Wednesday, May 30, 2012

The Kenyan Government, in response to this, has invested heavily in infrastructure development. In addition, the Government has taken steps to improve the legal and regulatory framework in key sectors of the economy.

Presently, Kenya does not have a formal framework that allows for efficient financing of large real estate developments, other than the usual mortgage financing.  Real estate developers have resulted to entering into joint ventures of various forms, in order to efficiently finance their development projects.

However, as these joint ventures are not specifically designed for real estate projects, they create significant limitations for developers and potential investors.  These limitations include tax inefficiencies and increased development costs.  In addition, it is not uncommon to have disputes between the joint venture partners.  The disputes lead to delays in delivery of the real estate products and also negative publicity of the real estate project.

In recognition of the significant growth in real estate sector of the economy and the need to provide a framework for financing real estate investment projects in Kenya, the Kenyan Government proposes to introduce a framework for real estate investment trusts (“REITS”) in Kenya. In line with this, the Capital Markets Authority (“CMA”) has been mandated to develop REIT regulations.  In addition, the Finance Bill 2011 proposed various amendments to the Income Tax Act that are meant to lay a suitable tax regime for REITS in Kenya.

What Are Reits

Broadly speaking, REITS are regulated investment vehicles that enable collective investment in real estate. Investors, both retail and corporate, are allowed to pool their funds under the umbrella of the REIT and then engage in real estate projects.

Based on recent public participation in initial public offers and bonds (including Government bonds) at the Nairobi Securities Exchange, we would expect the introduction of REITS to attract significant public participation, thereby providing large sums of capital for real estate projects.

Proposed Reit Regulatory Framework

In the last quarter of 2011, the CMA engaged various stakeholders in consultations on the REIT framework, culminating in the preparation of a discussion paper setting out key elements of the proposed framework.  These key elements will still undergo further consultation before an agreement is reached and draft REIT regulations are published.

Stakeholders have proposed the establishment of two types of REITS, namely, the Income REITS and the Development REITS.  The key distinction between these two REITS is as follows:

  • Income REITS would generally be permitted to invest in income generating real estate products, in the form of rent receivables and similar income.
  • Development REITS would generally be permitted to invest in property development and construction projects.

There have been proposals to have Development REITS converted into Income REITS once the development has been completed.

Stakeholders also noted that there has been increased consumer demand for Islamic investment products. In line with this, stakeholders proposed for a framework that establishes REITS that are compliant with Sharia law.

Proposed Tax Treatment of Reits

The Finance Bill 2011 proposed various amendments to the Income Tax Act.  These amendments seek to have income generated by REITS exempt from income tax (presently 30%).

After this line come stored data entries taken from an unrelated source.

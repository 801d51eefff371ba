//! The JSON-RPC 2.0 envelope used by both the HTTP client and the websocket subscription
//! transport. `Response` distinguishes a plain success/error reply from a subscription
//! notification by hand, the same way ethers' `rpc::transports::common::Response` and
//! `ws::types::PubSubItem` do it: a notification carries `method`/`params` and no `id`,
//! a reply carries `id` and either `result` or `error`.

use std::fmt;
use std::marker::PhantomData;

use serde::de::{self, MapAccess, Visitor};
use serde::{Deserialize, Deserializer, Serialize};

/// A JSON-RPC request. `id` is set by the caller (`RpcCorrelator` in `synthfi-providers`);
/// `params` is omitted entirely when it serializes to an empty array, matching the
/// Solana node's tolerance for parameterless calls like `slotSubscribe`.
#[derive(Clone, Debug, Serialize)]
pub struct Request<'a, T> {
    pub id: u64,
    pub jsonrpc: &'a str,
    pub method: &'a str,
    pub params: T,
}

impl<'a, T: Serialize> Request<'a, T> {
    pub fn new(id: u64, method: &'a str, params: T) -> Self {
        Self { id, jsonrpc: "2.0", method, params }
    }
}

/// A server-reported JSON-RPC error.
#[derive(Clone, Debug, Deserialize, Serialize, PartialEq)]
pub struct JsonRpcError {
    pub code: i64,
    pub message: String,
    #[serde(skip_serializing_if = "Option::is_none")]
    pub data: Option<serde_json::Value>,
}

impl fmt::Display for JsonRpcError {
    fn fmt(&self, f: &mut fmt::Formatter<'_>) -> fmt::Result {
        write!(f, "(code: {}, message: {}", self.code, self.message)?;
        if let Some(data) = &self.data {
            write!(f, ", data: {data}")?;
        }
        write!(f, ")")
    }
}

/// An unsolicited `method`+`params` push carrying a subscription id inside `params.subscription`,
/// as distinct from a solicited reply to a request `id`.
#[derive(Clone, Debug, Deserialize, Serialize)]
pub struct Notification<R> {
    pub subscription: u64,
    pub result: R,
}

/// A deserialized JSON-RPC message: either a reply to a request we sent, or a subscription
/// notification pushed by the server. Parsing this requires a hand-rolled `Visitor` because
/// `serde_json` cannot pick the right variant from `#[serde(untagged)]` alone once both
/// branches share field names loosely (`result` appears in both success replies and, nested,
/// inside notifications) — see `ethers-providers`'s `ws::types::PubSubItem` for the same
/// problem on the Ethereum side.
#[derive(Debug)]
pub enum Response<R> {
    Success { id: u64, result: R },
    Error { id: u64, error: JsonRpcError },
    Notification { method: String, params: Notification<R> },
}

impl<'de, R> Deserialize<'de> for Response<R>
where
    R: Deserialize<'de>,
{
    fn deserialize<D>(deserializer: D) -> Result<Self, D::Error>
    where
        D: Deserializer<'de>,
    {
        struct ResponseVisitor<R>(PhantomData<R>);

        impl<'de, R> Visitor<'de> for ResponseVisitor<R>
        where
            R: Deserialize<'de>,
        {
            type Value = Response<R>;

            fn expecting(&self, f: &mut fmt::Formatter<'_>) -> fmt::Result {
                f.write_str("a JSON-RPC response or subscription notification")
            }

            fn visit_map<A>(self, mut map: A) -> Result<Self::Value, A::Error>
            where
                A: MapAccess<'de>,
            {
                let mut id: Option<u64> = None;
                let mut method: Option<String> = None;
                let mut result: Option<serde_json::Value> = None;
                let mut error: Option<JsonRpcError> = None;
                let mut params: Option<serde_json::Value> = None;

                while let Some(key) = map.next_key::<String>()? {
                    match key.as_str() {
                        "id" => id = Some(map.next_value()?),
                        "method" => method = Some(map.next_value()?),
                        "result" => result = Some(map.next_value()?),
                        "error" => error = Some(map.next_value()?),
                        "params" => params = Some(map.next_value()?),
                        // jsonrpc version tag and anything else we don't care about.
                        _ => {
                            let _: de::IgnoredAny = map.next_value()?;
                        }
                    }
                }

                if let Some(method) = method {
                    let params = params.ok_or_else(|| de::Error::missing_field("params"))?;
                    let params: Notification<R> =
                        serde_json::from_value(params).map_err(de::Error::custom)?;
                    return Ok(Response::Notification { method, params });
                }

                let id = id.ok_or_else(|| de::Error::missing_field("id"))?;
                if let Some(error) = error {
                    return Ok(Response::Error { id, error });
                }
                let result = result.ok_or_else(|| de::Error::missing_field("result"))?;
                let result: R = serde_json::from_value(result).map_err(de::Error::custom)?;
                Ok(Response::Success { id, result })
            }
        }

        deserializer.deserialize_map(ResponseVisitor(PhantomData))
    }
}

#[cfg(test)]
mod tests {
    use super::*;

    #[test]
    fn deser_success() {
        let raw = r#"{"jsonrpc":"2.0","id":1,"result":42}"#;
        let resp: Response<u64> = serde_json::from_str(raw).unwrap();
        match resp {
            Response::Success { id, result } => {
                assert_eq!(id, 1);
                assert_eq!(result, 42);
            }
            _ => panic!("expected success"),
        }
    }

    #[test]
    fn deser_error() {
        let raw = r#"{"jsonrpc":"2.0","id":1,"error":{"code":-32600,"message":"bad request"}}"#;
        let resp: Response<u64> = serde_json::from_str(raw).unwrap();
        match resp {
            Response::Error { id, error } => {
                assert_eq!(id, 1);
                assert_eq!(error.code, -32600);
            }
            _ => panic!("expected error"),
        }
    }

    #[test]
    fn deser_notification() {
        let raw = r#"{"jsonrpc":"2.0","method":"accountNotification","params":{"subscription":7,"result":{"foo":1}}}"#;
        let resp: Response<serde_json::Value> = serde_json::from_str(raw).unwrap();
        match resp {
            Response::Notification { method, params } => {
                assert_eq!(method, "accountNotification");
                assert_eq!(params.subscription, 7);
            }
            _ => panic!("expected notification"),
        }
    }

    #[test]
    fn ser_request() {
        let req = Request::new(1, "accountSubscribe", ("abc", 2));
        let json = serde_json::to_string(&req).unwrap();
        assert_eq!(json, r#"{"id":1,"jsonrpc":"2.0","method":"accountSubscribe","params":["abc",2]}"#);
    }
}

It’s important to note that the proposals to amend the Income Tax Act have been made prior to the creation of the REIT regulations.

It has been suggested that ideally, the exemption from payment of income tax should only apply to income that has been distributed to unit holders and not all the income generated by the REIT. This proposal is meant to incentivise REITS to distribute as much income as possible to the unit holders.

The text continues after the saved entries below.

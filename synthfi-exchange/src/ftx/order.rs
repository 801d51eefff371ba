use std::sync::Arc;
use std::time::Duration;

use reqwest::Method;
use serde::{Deserialize, Serialize};

use synthfi_core::statistics::{NoopStatisticsSink, StatisticSample, StatisticsSink};

use crate::ftx::rest::FtxRestClient;
use crate::ftx::ws::FtxWsClient;
use crate::order::{order_status_metric_value, Order, OrderError, OrderSide, OrderStatus, OrderType};

#[derive(Serialize)]
struct PlaceOrderRequest<'a> {
    market: &'a str,
    side: &'static str,
    #[serde(rename = "type")]
    order_type: &'static str,
    price: Option<f64>,
    size: f64,
    #[serde(rename = "clientId")]
    client_id: String,
}

#[derive(Deserialize)]
struct PlaceOrderResponse {
    id: u64,
    status: String,
}

#[derive(Deserialize)]
struct OrderStatusResponse {
    status: String,
}

/// Places and cancels orders against FTX, the direct counterpart of `FtxOrderClient`.
/// `send_order` posts via REST and then, when a websocket execution-report stream is
/// attached, waits for the matching `clientId` to show up on the `orders` channel before
/// returning, the way the original client folded the REST ack and the WS fill report into
/// one result `Order`.
pub struct FtxOrderClient {
    rest: FtxRestClient,
    ws: Option<FtxWsClient>,
    fill_wait: Duration,
    statistics: Arc<dyn StatisticsSink>,
}

impl FtxOrderClient {
    pub fn new(rest: FtxRestClient) -> Self {
        Self { rest, ws: None, fill_wait: Duration::from_secs(5), statistics: Arc::new(NoopStatisticsSink) }
    }

    pub fn with_execution_reports(mut self, ws: FtxWsClient) -> Self {
        self.ws = Some(ws);
        self
    }

    pub fn with_statistics_sink(mut self, sink: Arc<dyn StatisticsSink>) -> Self {
        self.statistics = sink;
        self
    }

    fn publish_status(&self, order: &Order) {
        self.statistics.publish(
            StatisticSample::new("ftx_order_status", order_status_metric_value(order.status))
                .with_tag("client_id", order.client_id.to_string())
                .with_tag("status", format!("{:?}", order.status)),
        );
    }

    /// Confirms the configured credentials can reach the account endpoint before the
    /// client is used to place orders.
    pub async fn login(&self) -> Result<(), OrderError> {
        let _: serde_json::Value = self.rest.request::<(), _>(Method::GET, "/account", None).await?;
        Ok(())
    }

    pub async fn send_order(&self, mut order: Order) -> Result<Order, OrderError> {
        let body = PlaceOrderRequest {
            market: &order.market,
            side: match order.side {
                OrderSide::Buy => "buy",
                OrderSide::Sell => "sell",
            },
            order_type: match order.order_type {
                OrderType::Limit => "limit",
                OrderType::Market => "market",
            },
            price: matches!(order.order_type, OrderType::Limit).then_some(order.price),
            size: order.size,
            client_id: order.client_id.to_string(),
        };

        let response: PlaceOrderResponse =
            self.rest.request(Method::POST, "/orders", Some(&body)).await?;
        order.status = OrderStatus::Submitted;

        order.status = match response.status.as_str() {
            "new" | "open" => OrderStatus::Submitted,
            "closed" => OrderStatus::Confirmed,
            _ => {
                order.status = OrderStatus::Rejected;
                self.publish_status(&order);
                return Err(OrderError::Rejected(response.status));
            }
        };
        tracing::debug!(order_id = response.id, status = %response.status, "order submitted to ftx");
        self.publish_status(&order);

        if let Some(ws) = &self.ws {
            if let Ok(status) = self.await_execution_report(ws, order.client_id).await {
                order.status = status;
                self.publish_status(&order);
            }
        }

        Ok(order)
    }

    async fn await_execution_report(&self, ws: &FtxWsClient, client_id: u64) -> Result<OrderStatus, OrderError> {
        let mut rx = ws.subscribe();
        let deadline = tokio::time::Instant::now() + self.fill_wait;

        loop {
            let remaining = deadline.saturating_duration_since(tokio::time::Instant::now());
            if remaining.is_zero() {
                return Err(OrderError::TimedOut);
            }

            let message = tokio::time::timeout(remaining, rx.recv())
                .await
                .map_err(|_| OrderError::TimedOut)?
                .map_err(|_| OrderError::TimedOut)?;

            let Some(data) = message.get("data") else { continue };
            let Some(reported_client_id) = data.get("clientId").and_then(|v| v.as_str()) else { continue };
            if reported_client_id != client_id.to_string() {
                continue;
            }

            return Ok(match data.get("status").and_then(|v| v.as_str()) {
                Some("closed") => OrderStatus::Confirmed,
                Some("new") | Some("open") => OrderStatus::Submitted,
                _ => OrderStatus::Rejected,
            });
        }
    }

    pub async fn cancel_order(&self, order: &Order) -> Result<(), OrderError> {
        let path = format!("/orders/by_client_id/{}", order.client_id);
        let _: serde_json::Value = self.rest.request::<(), _>(Method::DELETE, &path, None).await?;
        Ok(())
    }

    pub async fn order_status(&self, client_id: u64) -> Result<OrderStatus, OrderError> {
        let path = format!("/orders/by_client_id/{client_id}");
        let response: OrderStatusResponse = self.rest.request::<(), _>(Method::GET, &path, None).await?;
        Ok(match response.status.as_str() {
            "new" | "open" => OrderStatus::Submitted,
            "closed" => OrderStatus::Confirmed,
            _ => OrderStatus::Rejected,
        })
    }
}
//! Key material for transaction signing. `Signer` mirrors `ethers-signers`'s trait split
//! between the signing operation and the concrete key backend, so a future HSM-backed
//! signer slots in without touching callers.

mod keystore;
mod wallet;

pub use keystore::{KeyStore, KeyStoreError};
pub use wallet::LocalWallet;

use async_trait::async_trait;
use synthfi_core::{PublicKey, Signature};

#[async_trait]
pub trait Signer: Send + Sync {
    type Error: std::error::Error + Send + Sync + 'static;

    async fn sign_message(&self, message: &[u8]) -> Result<Signature, Self::Error>;

    fn public_key(&self) -> PublicKey;
}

However, it would appear that the income tax exemption for REITS will not be automatic and each REIT would have to apply to the Commissioner of Income Tax for exemption from income tax. Proposals have been put forth to have the income tax exemptions as automatic provided the REIT has been registered by the Capital Markets Authority.


We expect the draft REIT regulations to be released in the first half of 2012. It will be interesting to see whether the proposals made by stakeholders will be taken on board in the final regulations to be published. If properly drafted, REIT regulations are expected to revolutionise the financing of real estate projects in Kenya and spur further growth in the real estate sector.